Friends “In Hiding”
I was born in another generation before the word “computer” had been invented. I am ashamed to admit that I am computer illiterate. I write articles, I send and receive e-mails, and that is the limit to my computer skills. I think I have a Facebook account but I never use it…or hardly ever. If anyone writes to me on that account it would be ages before I knew how to log on.
One of the things that bothers me most of all is my inability to reply to people who are kind enough to write comments about some article I have written and published. Most of the comments have been warm and generous. Some have been critical. But I want to reply to all who write a comment and I simply don’t know how to do it.
I go online to google and print the name of the individual to whom I wish to thank. Frequently the name I search for has 42 others bearing the same name. What should I do?
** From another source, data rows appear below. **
//! Shared fixtures for the thing integration tests.
//!
//! The `reading` type exercises every layout feature: an attribute, a
//! required date-time, a preferred choice between an absolute measurement
//! and a relative decimal, a repeated text field and a nested structure.

#![allow(dead_code)]

use std::sync::Arc;

use rust_decimal_macros::dec;

use healthvault_thing::{
    ApproximateDate, ApproximateDateTime, ApproximateTime, CodableValue, CrossFieldRule,
    EntityRecord, FieldRule, FieldSpec, HealthServiceDate, HealthServiceDateTime, Layout,
    Measurement, MeasurementKind, SchemaDescriptor, StructValue, ThingContext, ThingTypeId,
    TypeRegistry, ValueKind,
};

pub const READING_TYPE_ID: ThingTypeId =
    ThingTypeId::from_u128(0x5f1c_0a77_3b2e_4d19_9e6a_1c2f_8b3d_7e01);

pub fn detail_layout() -> Arc<Layout> {
    Layout::builder()
        .field(FieldSpec::required("note", ValueKind::Text).with_rule(FieldRule::NotBlank))
        .field(FieldSpec::optional("onset", ValueKind::ApproximateDateTime))
        .field(FieldSpec::optional("confirmed", ValueKind::Boolean))
        .build()
}

pub fn reading_descriptor() -> SchemaDescriptor {
    SchemaDescriptor::builder(READING_TYPE_ID, "reading")
        .name("Reading")
        .field(FieldSpec::attribute("source"))
        .field(FieldSpec::required("when", ValueKind::HealthServiceDateTime))
        .field(FieldSpec::optional(
            "absolute",
            ValueKind::Measurement(MeasurementKind::blood_glucose()),
        ))
        .field(
            FieldSpec::optional("relative", ValueKind::Decimal)
                .with_rule(FieldRule::decimal_between(dec!(0), dec!(1))),
        )
        .field(FieldSpec::repeated("tag", ValueKind::Text).with_rule(FieldRule::NotBlank))
        .field(FieldSpec::optional("detail", ValueKind::Structure(detail_layout())))
        .field(FieldSpec::optional("count", ValueKind::Integer).with_rule(FieldRule::at_least(0)))
        .field(FieldSpec::optional("method", ValueKind::CodableValue))
        .rule(CrossFieldRule::PreferredChoice {
            preferred: "absolute".into(),
            alternative: "relative".into(),
            required: true,
        })
        .build()
}

pub fn registry() -> Arc<TypeRegistry> {
    let registry = Arc::new(TypeRegistry::new());
    registry
        .register(READING_TYPE_ID, reading_descriptor())
        .expect("fixture descriptor registers");
    registry
}

pub fn context() -> ThingContext {
    ThingContext::new(registry())
}

pub fn when() -> HealthServiceDateTime {
    HealthServiceDateTime::at(
        HealthServiceDate::new(2024, 3, 9).unwrap(),
        ApproximateTime::hm(7, 45).unwrap(),
    )
}

/// A valid record with every field populated except `relative`.
pub fn full_reading(context: &ThingContext) -> EntityRecord {
    let mut record = context.new_record(READING_TYPE_ID).unwrap();
    record.set("source", "meter").unwrap();
    record.set("when", when()).unwrap();
    record
        .set("absolute", Measurement::new(dec!(5.4)))
        .unwrap();
    record.push("tag", "fasting").unwrap();
    record.push("tag", "morning").unwrap();

    let detail = StructValue::new(&detail_layout())
        .with("note", "felt fine")
        .unwrap()
        .with(
            "onset",
            ApproximateDateTime::from_date(ApproximateDate::year_month(2023, 12).unwrap()),
        )
        .unwrap()
        .with("confirmed", true)
        .unwrap();
    record.set("detail", detail).unwrap();
    record.set("count", 2).unwrap();
    record.set("method", CodableValue::new("finger stick")).unwrap();
    record
}

pub const WHEN_XML: &str =
    "<when><date><y>2024</y><m>3</m><d>9</d></date><time><h>7</h><m>45</m></time></when>";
One such individual is a Hungarian gentleman named Tamas Somogyi. He comments frequently on something I wrote and he is always kind with his words. Today I tried an experiment (I felt brave) and posted his name on Facebook. 30 men came up with the same name.
But one listed a marriage in 2014 with a photo of a very beautiful little boy born in 2016, being carried on the shoulders of a happy and smiling bearded daddy. I tried to write a reply but did not know where to click to send it. I wonder how many others of my generation are as computer illiterate as I am. I am embarrassed to admit my ignorance but my mama always told me to tell the truth. Even if it hurts!
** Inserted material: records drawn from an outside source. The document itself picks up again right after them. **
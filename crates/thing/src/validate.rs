//! Field validator.
//!
//! Walks a structure against its layout and collects every violation:
//! missing required fields, cardinality, value kind, declared field rules,
//! the checks each primitive codec defines, and cross-field rules.

use rust_decimal::Decimal;

use crate::codec;
use crate::error::{ValidationError, ValidationErrorKind, ValidationReport};
use crate::path::FieldPath;
use crate::schema::{CrossFieldRule, FieldRule, FieldSpec, ValueKind};
use crate::values::{Entry, StructValue, Value, entry_path, field_path};

/// Validates every field of `value` and the rules of its layout.
pub fn validate_struct(value: &StructValue, path: &FieldPath) -> ValidationReport {
    let mut report = ValidationReport::new();
    check_struct(value, path, &mut report);
    report
}

pub(crate) fn check_struct(value: &StructValue, path: &FieldPath, report: &mut ValidationReport) {
    let layout = value.layout();
    for (spec, entries) in layout.fields().iter().zip(value.slots()) {
        check_entries(spec, entries, &field_path(spec, path), report);
    }

    for rule in layout.rules() {
        let CrossFieldRule::PreferredChoice {
            preferred,
            alternative,
            required,
        } = rule;
        if *required && !value.is_present(preferred) && !value.is_present(alternative) {
            report.push(ValidationError::new(
                ValidationErrorKind::MissingRequiredField,
                path.child(preferred),
                format!("one of '{}' or '{}' is required", preferred, alternative),
            ));
        }
    }
}

/// Checks the complete value list of one field at `path`.
pub(crate) fn check_entries(
    spec: &FieldSpec,
    entries: &[Entry],
    path: &FieldPath,
    report: &mut ValidationReport,
) {
    if entries.is_empty() {
        if spec.is_required() {
            report.push(ValidationError::missing(path.clone()));
        }
        return;
    }
    if !spec.is_repeated() && entries.len() > 1 {
        report.push(ValidationError::malformed(
            path.clone(),
            format!("field holds a single value, found {}", entries.len()),
        ));
    }
    for (index, entry) in entries.iter().enumerate() {
        check_value(spec, &entry.value, &entry_path(spec, path, index), report);
    }
}

/// Checks one value of a field at `path`.
pub(crate) fn check_value(
    spec: &FieldSpec,
    value: &Value,
    path: &FieldPath,
    report: &mut ValidationReport,
) {
    if !spec.kind.accepts(value) {
        report.push(ValidationError::malformed(
            path.clone(),
            format!("expected {}, found {}", spec.kind.name(), value.kind_name()),
        ));
        return;
    }

    if let Some(rule) = &spec.rule {
        check_rule(rule, value, path, report);
    }

    match (&spec.kind, value) {
        (ValueKind::Structure(_), Value::Structure(inner)) => check_struct(inner, path, report),
        (ValueKind::Measurement(kind), Value::Measurement(measurement)) => {
            codec::check_measurement(measurement, kind, path, report)
        }
        _ => codec::check_primitive(value, path, report),
    }
}

fn check_rule(rule: &FieldRule, value: &Value, path: &FieldPath, report: &mut ValidationReport) {
    match (rule, value) {
        (FieldRule::IntegerRange { min, max }, Value::Integer(number)) => {
            if min.is_some_and(|min| *number < min) || max.is_some_and(|max| *number > max) {
                report.push(ValidationError::out_of_range(
                    path.clone(),
                    format!("{} is outside {}", number, describe_range(min, max)),
                ));
            }
        }
        (FieldRule::DecimalRange { min, max }, Value::Decimal(number)) => {
            if min.is_some_and(|min| *number < min) || max.is_some_and(|max| *number > max) {
                report.push(ValidationError::out_of_range(
                    path.clone(),
                    format!("{} is outside {}", number, describe_range(min, max)),
                ));
            }
        }
        (FieldRule::NotBlank, Value::Text(text)) => {
            if text.trim().is_empty() {
                report.push(ValidationError::blank(path.clone()));
            }
        }
        _ => {}
    }
}

fn describe_range<T: std::fmt::Display>(min: &Option<T>, max: &Option<T>) -> String {
    match (min, max) {
        (Some(min), Some(max)) => format!("[{}, {}]", min, max),
        (Some(min), None) => format!("[{}, ..)", min),
        (None, Some(max)) => format!("(.., {}]", max),
        (None, None) => "(.., ..)".to_string(),
    }
}

/// Returns true if `value` is at least `minimum`, treating a missing
/// minimum as unbounded.
pub(crate) fn at_least(value: Decimal, minimum: Option<Decimal>) -> bool {
    minimum.is_none_or(|minimum| value >= minimum)
}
If Mr. Somogyi reads this item I sincerely hope that he will understand how grateful I am to him for sharing his opinions with me. It is helpful to me as a writer to understand what my readers like or dislike.
Nem besel magyarol. Nem ertem magyarol. Much more than that I can’t remember from my 2014 visit to Budapest. The Hotel Hungaria City Center on utca Rackoszi was a delightful place to relax and walking distance to the magnificent Dohyani synagogue, the place where Teodor Herzl became a Bar Mitzvah. His family lived adjacent to the neo-Orthodox synagogue, the largest one on the European continent. It is said that it could seat six thousand worshippers.
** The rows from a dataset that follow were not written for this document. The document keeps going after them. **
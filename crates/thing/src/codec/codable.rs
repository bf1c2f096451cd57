use healthvault_xml::Element;

use super::ValueCodec;
use super::reader::ElementReader;
use crate::error::{ValidationError, ValidationReport};
use crate::path::FieldPath;
use crate::values::{CodableValue, CodedValue};

// <text/>, then any number of <code><value/><family/><type/><version/></code>.
impl ValueCodec for CodableValue {
    fn decode(reader: &mut ElementReader<'_>) -> Result<Self, ValidationError> {
        let text = reader.required_text("text")?;
        let mut codes = Vec::new();
        for (index, child) in reader.repeated("code").into_iter().enumerate() {
            let mut code = reader.nested_at(child, index);
            codes.push(CodedValue::decode(&mut code)?);
            code.finish();
        }
        Ok(CodableValue { text, codes })
    }

    fn encode(&self, element: &mut Element) {
        element.push_element(Element::leaf("text", self.text.as_str()));
        for code in &self.codes {
            let mut child = Element::new("code");
            code.encode(&mut child);
            element.push_element(child);
        }
    }

    fn check(&self, path: &FieldPath, report: &mut ValidationReport) {
        if self.text.trim().is_empty() {
            report.push(ValidationError::blank(path.child("text")));
        }
        for (index, code) in self.codes.iter().enumerate() {
            code.check(&path.child("code").index(index), report);
        }
    }
}

impl ValueCodec for CodedValue {
    fn decode(reader: &mut ElementReader<'_>) -> Result<Self, ValidationError> {
        Ok(CodedValue {
            value: reader.required_text("value")?,
            family: reader.optional_text("family")?,
            vocabulary: reader.required_text("type")?,
            version: reader.optional_text("version")?,
        })
    }

    fn encode(&self, element: &mut Element) {
        element.push_element(Element::leaf("value", self.value.as_str()));
        if let Some(family) = &self.family {
            element.push_element(Element::leaf("family", family.as_str()));
        }
        element.push_element(Element::leaf("type", self.vocabulary.as_str()));
        if let Some(version) = &self.version {
            element.push_element(Element::leaf("version", version.as_str()));
        }
    }

    fn check(&self, path: &FieldPath, report: &mut ValidationReport) {
        if self.value.trim().is_empty() {
            report.push(ValidationError::blank(path.child("value")));
        }
        if self.vocabulary.trim().is_empty() {
            report.push(ValidationError::blank(path.child("type")));
        }
        for (name, text) in [("family", &self.family), ("version", &self.version)] {
            if text.as_deref().is_some_and(|text| text.trim().is_empty()) {
                report.push(ValidationError::blank(path.child(name)));
            }
        }
    }
}
//! # HealthVault XML fragments
//!
//! A small owned element tree for the type-specific XML carried inside a
//! health record item. The thing codecs decode from and encode to this tree
//! rather than streaming events, because reading needs random access to the
//! children of an element and writing needs to splice in preserved content.
//!
//! - [`Fragment::parse`] reads a fragment with quick-xml and remembers the
//!   source span of every element.
//! - [`Element::preserve_verbatim`] makes the writer copy an element's
//!   original bytes instead of re-serializing it.
//! - [`Fragment::to_xml_string`] writes compact, deterministic output.
//!
//! ```
//! use healthvault_xml::{Element, Fragment};
//!
//! let fragment = Fragment::parse("<concern><description><text>anxiety</text></description></concern>")?;
//! assert_eq!(fragment.root().name(), "concern");
//!
//! let rebuilt = Fragment::new(
//!     Element::new("concern")
//!         .with_child(Element::new("description").with_child(Element::leaf("text", "anxiety"))),
//! );
//! assert_eq!(rebuilt, fragment);
//! # Ok::<(), healthvault_xml::XmlError>(())
//! ```

pub mod error;
mod reader;
mod tree;
mod writer;

pub use error::{Result, XmlError};
pub use tree::{Element, Fragment, Node};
In the garden of the synagogue, monuments are erected with names of those taken to their deaths in Poland engraved on gold leaves hanging from artificial trees. It was at that spot that I chanted the K’El Malai Rachamim prayer and recited the memorial kaddish for our murdered brethren. It is known that hundreds of ordinary Hungarian citizens watched as their Jewish neighbors were being transported to the death camps in Poland.
There was one kosher restaurant not far from the Dohyani synagogue and I took my nightly meals there. In a Hebrew-language conversation with the proprietor I asked candidly about the situation of Jews presently in Hungary. His response that anti-Semitism was no longer supported by government policy as it was in the regime of Admiral Horthy who was allied with the Nazis, but commented that anti-Semitism was still popular among the Hungarian people. In his words, “old sentiments and old hatreds never die”.
Responses from readers often indicate the country of their origin. I can reply in French, German, Dutch and Polish to those who write from their respective countries. They are for me what I refer to as my friends in hiding because they are invisible and I know them only by their words.
So if Tamas Somogyi from Hungary reads these lines, I say to him: Koszonom a kedvesseget… thank you for your kindness. I hope you will not remain a friend in hiding. It will be a pleasure to communicate with you. And please give your beautiful little son a kiss from an old Israeli Jew.